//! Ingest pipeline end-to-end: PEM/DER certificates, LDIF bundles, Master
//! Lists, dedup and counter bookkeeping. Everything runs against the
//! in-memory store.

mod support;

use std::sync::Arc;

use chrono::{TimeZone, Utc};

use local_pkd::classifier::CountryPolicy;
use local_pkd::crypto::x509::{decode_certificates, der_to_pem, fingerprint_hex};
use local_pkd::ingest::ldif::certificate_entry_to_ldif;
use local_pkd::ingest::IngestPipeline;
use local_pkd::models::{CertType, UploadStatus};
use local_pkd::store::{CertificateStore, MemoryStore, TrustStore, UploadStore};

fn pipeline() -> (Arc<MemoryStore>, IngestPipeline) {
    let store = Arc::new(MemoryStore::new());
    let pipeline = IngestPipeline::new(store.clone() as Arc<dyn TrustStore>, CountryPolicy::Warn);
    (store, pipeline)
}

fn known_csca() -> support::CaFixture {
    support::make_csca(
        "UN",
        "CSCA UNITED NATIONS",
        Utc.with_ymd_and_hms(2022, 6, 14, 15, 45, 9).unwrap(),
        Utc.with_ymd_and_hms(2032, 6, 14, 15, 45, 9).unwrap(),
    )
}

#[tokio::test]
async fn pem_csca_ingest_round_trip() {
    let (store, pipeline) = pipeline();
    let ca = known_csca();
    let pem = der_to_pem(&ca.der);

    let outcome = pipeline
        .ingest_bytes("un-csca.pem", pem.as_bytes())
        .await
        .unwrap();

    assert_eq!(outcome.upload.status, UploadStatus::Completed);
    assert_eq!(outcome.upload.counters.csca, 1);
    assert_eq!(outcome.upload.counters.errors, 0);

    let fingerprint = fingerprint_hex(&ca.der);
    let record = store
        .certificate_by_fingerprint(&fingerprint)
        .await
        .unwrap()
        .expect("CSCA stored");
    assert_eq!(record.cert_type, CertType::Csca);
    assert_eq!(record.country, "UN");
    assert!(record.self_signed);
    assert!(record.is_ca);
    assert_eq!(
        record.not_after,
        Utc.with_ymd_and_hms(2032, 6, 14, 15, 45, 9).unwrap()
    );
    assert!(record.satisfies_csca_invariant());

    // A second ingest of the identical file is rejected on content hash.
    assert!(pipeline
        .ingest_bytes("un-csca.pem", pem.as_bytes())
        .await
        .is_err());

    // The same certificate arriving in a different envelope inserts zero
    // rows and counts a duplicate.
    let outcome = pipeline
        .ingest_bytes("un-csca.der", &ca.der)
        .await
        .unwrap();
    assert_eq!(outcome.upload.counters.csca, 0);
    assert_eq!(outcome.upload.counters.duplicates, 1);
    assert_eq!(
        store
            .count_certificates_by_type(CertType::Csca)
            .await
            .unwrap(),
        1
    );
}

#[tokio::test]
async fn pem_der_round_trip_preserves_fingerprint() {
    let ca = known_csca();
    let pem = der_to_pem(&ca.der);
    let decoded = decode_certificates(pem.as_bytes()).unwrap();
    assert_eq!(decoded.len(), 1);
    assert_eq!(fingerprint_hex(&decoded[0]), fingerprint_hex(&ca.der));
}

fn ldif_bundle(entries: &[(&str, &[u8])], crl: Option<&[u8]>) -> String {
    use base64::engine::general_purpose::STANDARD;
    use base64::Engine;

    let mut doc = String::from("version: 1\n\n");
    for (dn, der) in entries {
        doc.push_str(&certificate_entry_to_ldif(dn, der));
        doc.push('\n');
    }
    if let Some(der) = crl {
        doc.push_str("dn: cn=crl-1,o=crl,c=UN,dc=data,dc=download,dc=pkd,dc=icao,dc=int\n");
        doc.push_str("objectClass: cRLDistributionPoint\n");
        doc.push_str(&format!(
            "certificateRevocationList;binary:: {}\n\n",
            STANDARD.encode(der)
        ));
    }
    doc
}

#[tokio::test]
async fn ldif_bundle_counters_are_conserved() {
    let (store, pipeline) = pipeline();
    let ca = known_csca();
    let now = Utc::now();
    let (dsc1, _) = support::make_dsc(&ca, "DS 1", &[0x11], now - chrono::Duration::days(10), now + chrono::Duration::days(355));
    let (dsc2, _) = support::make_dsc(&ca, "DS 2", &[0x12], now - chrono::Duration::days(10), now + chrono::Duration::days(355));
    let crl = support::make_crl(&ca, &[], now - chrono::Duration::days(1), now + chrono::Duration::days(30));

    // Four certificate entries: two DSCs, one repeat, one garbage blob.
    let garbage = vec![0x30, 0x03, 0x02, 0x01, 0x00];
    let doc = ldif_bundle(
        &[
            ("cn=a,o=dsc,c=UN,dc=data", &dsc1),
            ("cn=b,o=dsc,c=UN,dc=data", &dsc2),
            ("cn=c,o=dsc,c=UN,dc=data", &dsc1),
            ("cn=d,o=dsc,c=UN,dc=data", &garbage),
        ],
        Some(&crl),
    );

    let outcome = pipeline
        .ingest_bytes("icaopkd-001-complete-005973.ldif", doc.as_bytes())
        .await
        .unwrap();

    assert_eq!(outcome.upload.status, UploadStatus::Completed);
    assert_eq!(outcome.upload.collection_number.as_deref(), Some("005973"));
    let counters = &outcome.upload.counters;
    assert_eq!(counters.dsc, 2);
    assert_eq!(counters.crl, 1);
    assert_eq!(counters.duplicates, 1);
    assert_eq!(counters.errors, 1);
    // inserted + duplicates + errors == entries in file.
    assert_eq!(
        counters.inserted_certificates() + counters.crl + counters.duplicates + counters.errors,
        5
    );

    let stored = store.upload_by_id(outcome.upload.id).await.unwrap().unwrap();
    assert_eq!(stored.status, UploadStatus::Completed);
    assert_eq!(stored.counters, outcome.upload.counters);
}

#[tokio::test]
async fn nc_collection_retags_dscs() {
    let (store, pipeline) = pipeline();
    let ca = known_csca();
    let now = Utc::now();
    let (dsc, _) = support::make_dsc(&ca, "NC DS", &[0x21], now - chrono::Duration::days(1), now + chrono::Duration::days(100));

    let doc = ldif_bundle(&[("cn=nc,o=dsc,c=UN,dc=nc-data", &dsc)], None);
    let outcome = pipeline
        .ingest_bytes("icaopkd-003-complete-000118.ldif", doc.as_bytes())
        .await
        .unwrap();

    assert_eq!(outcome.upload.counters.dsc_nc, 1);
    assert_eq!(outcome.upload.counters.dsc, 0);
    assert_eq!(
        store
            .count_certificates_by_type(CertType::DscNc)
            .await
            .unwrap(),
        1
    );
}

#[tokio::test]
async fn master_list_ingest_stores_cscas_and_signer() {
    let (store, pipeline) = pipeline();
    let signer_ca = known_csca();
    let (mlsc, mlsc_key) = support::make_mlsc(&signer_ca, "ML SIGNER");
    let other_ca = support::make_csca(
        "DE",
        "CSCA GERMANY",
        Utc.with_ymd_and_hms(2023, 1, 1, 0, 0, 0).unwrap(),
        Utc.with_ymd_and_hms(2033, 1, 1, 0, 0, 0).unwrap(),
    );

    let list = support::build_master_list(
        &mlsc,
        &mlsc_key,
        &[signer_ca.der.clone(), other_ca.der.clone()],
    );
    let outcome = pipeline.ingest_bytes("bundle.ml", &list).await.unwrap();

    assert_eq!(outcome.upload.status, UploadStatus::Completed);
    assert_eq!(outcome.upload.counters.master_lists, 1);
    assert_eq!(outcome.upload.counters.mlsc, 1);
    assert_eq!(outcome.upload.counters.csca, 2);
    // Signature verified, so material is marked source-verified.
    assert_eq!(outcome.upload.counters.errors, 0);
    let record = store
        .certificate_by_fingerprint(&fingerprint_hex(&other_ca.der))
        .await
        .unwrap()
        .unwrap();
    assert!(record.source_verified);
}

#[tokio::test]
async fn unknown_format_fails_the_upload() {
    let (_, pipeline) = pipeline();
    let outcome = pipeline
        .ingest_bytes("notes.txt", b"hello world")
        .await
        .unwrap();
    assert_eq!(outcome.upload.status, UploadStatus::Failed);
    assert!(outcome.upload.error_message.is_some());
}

==

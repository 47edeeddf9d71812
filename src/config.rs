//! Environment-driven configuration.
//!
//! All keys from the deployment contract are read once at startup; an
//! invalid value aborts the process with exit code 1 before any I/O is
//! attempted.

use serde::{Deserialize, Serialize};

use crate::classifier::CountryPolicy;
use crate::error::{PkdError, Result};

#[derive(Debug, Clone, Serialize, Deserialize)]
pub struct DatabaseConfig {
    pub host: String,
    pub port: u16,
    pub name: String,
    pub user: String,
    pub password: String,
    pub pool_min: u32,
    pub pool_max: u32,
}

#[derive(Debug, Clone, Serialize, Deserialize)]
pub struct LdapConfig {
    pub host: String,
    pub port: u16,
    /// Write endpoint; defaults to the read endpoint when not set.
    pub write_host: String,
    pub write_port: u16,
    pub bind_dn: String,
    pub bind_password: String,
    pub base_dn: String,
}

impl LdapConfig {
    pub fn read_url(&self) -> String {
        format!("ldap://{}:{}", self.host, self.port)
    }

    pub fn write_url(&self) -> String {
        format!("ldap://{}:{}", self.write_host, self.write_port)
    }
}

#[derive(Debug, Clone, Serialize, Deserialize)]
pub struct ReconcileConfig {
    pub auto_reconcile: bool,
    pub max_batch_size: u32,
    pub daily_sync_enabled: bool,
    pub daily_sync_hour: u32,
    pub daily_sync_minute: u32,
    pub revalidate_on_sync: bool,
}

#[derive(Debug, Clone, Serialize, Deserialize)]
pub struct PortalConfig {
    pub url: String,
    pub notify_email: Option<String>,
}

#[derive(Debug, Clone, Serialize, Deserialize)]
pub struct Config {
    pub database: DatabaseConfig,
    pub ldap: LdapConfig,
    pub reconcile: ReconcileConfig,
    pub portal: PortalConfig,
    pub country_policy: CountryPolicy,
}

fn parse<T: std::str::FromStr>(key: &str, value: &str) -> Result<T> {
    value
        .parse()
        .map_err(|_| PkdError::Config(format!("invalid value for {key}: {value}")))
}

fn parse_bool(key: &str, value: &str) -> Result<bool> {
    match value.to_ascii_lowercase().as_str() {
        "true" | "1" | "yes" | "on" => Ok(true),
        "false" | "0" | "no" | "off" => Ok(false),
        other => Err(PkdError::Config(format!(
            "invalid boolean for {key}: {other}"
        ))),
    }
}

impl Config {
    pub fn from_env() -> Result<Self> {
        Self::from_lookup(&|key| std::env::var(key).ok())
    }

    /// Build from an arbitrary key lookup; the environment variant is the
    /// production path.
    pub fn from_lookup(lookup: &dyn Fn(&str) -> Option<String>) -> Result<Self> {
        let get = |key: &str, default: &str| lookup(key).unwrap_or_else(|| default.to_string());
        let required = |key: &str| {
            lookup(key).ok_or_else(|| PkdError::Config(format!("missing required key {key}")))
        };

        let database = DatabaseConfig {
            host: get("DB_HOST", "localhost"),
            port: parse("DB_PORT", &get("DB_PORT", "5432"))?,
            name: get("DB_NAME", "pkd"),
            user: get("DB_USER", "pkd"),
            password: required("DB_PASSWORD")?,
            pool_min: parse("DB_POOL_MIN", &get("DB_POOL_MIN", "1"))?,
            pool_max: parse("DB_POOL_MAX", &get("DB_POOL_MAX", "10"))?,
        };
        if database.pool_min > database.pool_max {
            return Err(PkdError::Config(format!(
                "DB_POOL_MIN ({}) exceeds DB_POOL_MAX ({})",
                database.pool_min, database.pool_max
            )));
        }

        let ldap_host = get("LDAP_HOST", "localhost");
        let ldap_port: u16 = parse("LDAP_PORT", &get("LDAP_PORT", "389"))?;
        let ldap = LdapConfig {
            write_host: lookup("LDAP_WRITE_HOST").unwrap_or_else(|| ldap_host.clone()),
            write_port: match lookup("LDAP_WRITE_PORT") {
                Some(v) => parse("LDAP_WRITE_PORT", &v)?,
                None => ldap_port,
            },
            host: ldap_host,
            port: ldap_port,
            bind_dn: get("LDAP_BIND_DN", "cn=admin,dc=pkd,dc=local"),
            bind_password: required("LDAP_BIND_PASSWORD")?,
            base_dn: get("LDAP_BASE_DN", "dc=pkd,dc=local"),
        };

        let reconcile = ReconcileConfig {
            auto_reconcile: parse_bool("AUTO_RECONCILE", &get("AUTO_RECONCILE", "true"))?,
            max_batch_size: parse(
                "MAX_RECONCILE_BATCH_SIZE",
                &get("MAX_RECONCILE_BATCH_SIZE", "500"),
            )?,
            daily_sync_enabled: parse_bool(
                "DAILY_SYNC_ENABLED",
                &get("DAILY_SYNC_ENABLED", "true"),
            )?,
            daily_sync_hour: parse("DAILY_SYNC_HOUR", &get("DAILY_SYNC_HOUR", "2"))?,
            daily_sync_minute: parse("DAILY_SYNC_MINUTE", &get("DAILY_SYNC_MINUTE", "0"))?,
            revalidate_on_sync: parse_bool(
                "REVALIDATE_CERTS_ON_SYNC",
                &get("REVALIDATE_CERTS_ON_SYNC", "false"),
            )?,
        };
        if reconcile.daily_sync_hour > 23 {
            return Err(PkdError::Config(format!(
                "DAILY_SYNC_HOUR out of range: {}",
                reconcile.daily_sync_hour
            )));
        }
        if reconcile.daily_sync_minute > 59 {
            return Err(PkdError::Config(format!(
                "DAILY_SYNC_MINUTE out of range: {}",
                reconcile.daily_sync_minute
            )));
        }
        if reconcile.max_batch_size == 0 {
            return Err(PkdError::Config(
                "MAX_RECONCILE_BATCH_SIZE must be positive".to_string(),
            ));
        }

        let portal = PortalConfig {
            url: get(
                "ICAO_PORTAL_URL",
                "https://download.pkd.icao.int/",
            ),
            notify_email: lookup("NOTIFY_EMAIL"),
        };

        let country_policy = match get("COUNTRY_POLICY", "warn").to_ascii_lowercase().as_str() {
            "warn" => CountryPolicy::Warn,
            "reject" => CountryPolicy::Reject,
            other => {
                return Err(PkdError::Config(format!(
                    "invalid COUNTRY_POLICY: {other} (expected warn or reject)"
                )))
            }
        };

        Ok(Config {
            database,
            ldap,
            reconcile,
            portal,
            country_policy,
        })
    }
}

*WORK INSTRUCTION*
Look above for the line holding "LDIF bundles, Master", then set down exactly that line and every line after it up to and including the line holding "use local_pkd::classifier::CountryPolicy;", with nothing else.

*TASK OUTPUT*
//! Ingest pipeline end-to-end: PEM/DER certificates, LDIF bundles, Master
//! Lists, dedup and counter bookkeeping. Everything runs against the
//! in-memory store.

mod support;

use std::sync::Arc;

use chrono::{TimeZone, Utc};

use local_pkd::classifier::CountryPolicy;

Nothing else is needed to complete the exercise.